=== Section Start ===

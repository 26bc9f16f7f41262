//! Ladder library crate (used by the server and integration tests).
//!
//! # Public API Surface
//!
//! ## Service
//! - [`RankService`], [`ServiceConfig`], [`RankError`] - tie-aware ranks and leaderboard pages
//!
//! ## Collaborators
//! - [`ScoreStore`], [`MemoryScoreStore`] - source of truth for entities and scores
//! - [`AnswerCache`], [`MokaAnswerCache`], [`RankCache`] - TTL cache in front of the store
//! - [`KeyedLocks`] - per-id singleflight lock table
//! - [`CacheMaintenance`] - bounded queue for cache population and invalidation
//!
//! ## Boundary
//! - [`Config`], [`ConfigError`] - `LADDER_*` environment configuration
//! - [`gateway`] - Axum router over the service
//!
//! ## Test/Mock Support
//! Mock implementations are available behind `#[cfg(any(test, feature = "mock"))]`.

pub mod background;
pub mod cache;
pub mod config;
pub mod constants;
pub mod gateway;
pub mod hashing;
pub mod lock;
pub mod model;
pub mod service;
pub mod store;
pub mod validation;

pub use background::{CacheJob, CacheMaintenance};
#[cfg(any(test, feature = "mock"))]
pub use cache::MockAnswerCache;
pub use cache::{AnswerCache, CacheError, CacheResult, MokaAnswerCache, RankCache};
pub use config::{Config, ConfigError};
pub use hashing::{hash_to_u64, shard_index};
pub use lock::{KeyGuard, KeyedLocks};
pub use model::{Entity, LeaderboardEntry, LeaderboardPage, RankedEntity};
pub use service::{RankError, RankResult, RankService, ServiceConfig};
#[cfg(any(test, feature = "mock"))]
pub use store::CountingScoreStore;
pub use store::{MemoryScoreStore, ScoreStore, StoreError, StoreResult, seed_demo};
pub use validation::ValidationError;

=== Section End ===

WORK ITEM:
Reproduce the entries above in full and exactly.

ANSWER SECTION:
repository 26bc9f16f7f41262
//! Ladder library crate (used by the server and integration tests).
//!
//! # Public API Surface
//!
//! ## Service
//! - [`RankService`], [`ServiceConfig`], [`RankError`] - tie-aware ranks and leaderboard pages
//!
//! ## Collaborators
//! - [`ScoreStore`], [`MemoryScoreStore`] - source of truth for entities and scores
//! - [`AnswerCache`], [`MokaAnswerCache`], [`RankCache`] - TTL cache in front of the store
//! - [`KeyedLocks`] - per-id singleflight lock table
//! - [`CacheMaintenance`] - bounded queue for cache population and invalidation
//!
//! ## Boundary
//! - [`Config`], [`ConfigError`] - `LADDER_*` environment configuration
//! - [`gateway`] - Axum router over the service
//!
//! ## Test/Mock Support
//! Mock implementations are available behind `#[cfg(any(test, feature = "mock"))]`.

pub mod background;
pub mod cache;
pub mod config;
pub mod constants;
pub mod gateway;
pub mod hashing;
pub mod lock;
pub mod model;
pub mod service;
pub mod store;
pub mod validation;

pub use background::{CacheJob, CacheMaintenance};
#[cfg(any(test, feature = "mock"))]
pub use cache::MockAnswerCache;
pub use cache::{AnswerCache, CacheError, CacheResult, MokaAnswerCache, RankCache};
pub use config::{Config, ConfigError};
pub use hashing::{hash_to_u64, shard_index};
pub use lock::{KeyGuard, KeyedLocks};
pub use model::{Entity, LeaderboardEntry, LeaderboardPage, RankedEntity};
pub use service::{RankError, RankResult, RankService, ServiceConfig};
#[cfg(any(test, feature = "mock"))]
pub use store::CountingScoreStore;
pub use store::{MemoryScoreStore, ScoreStore, StoreError, StoreResult, seed_demo};
pub use validation::ValidationError;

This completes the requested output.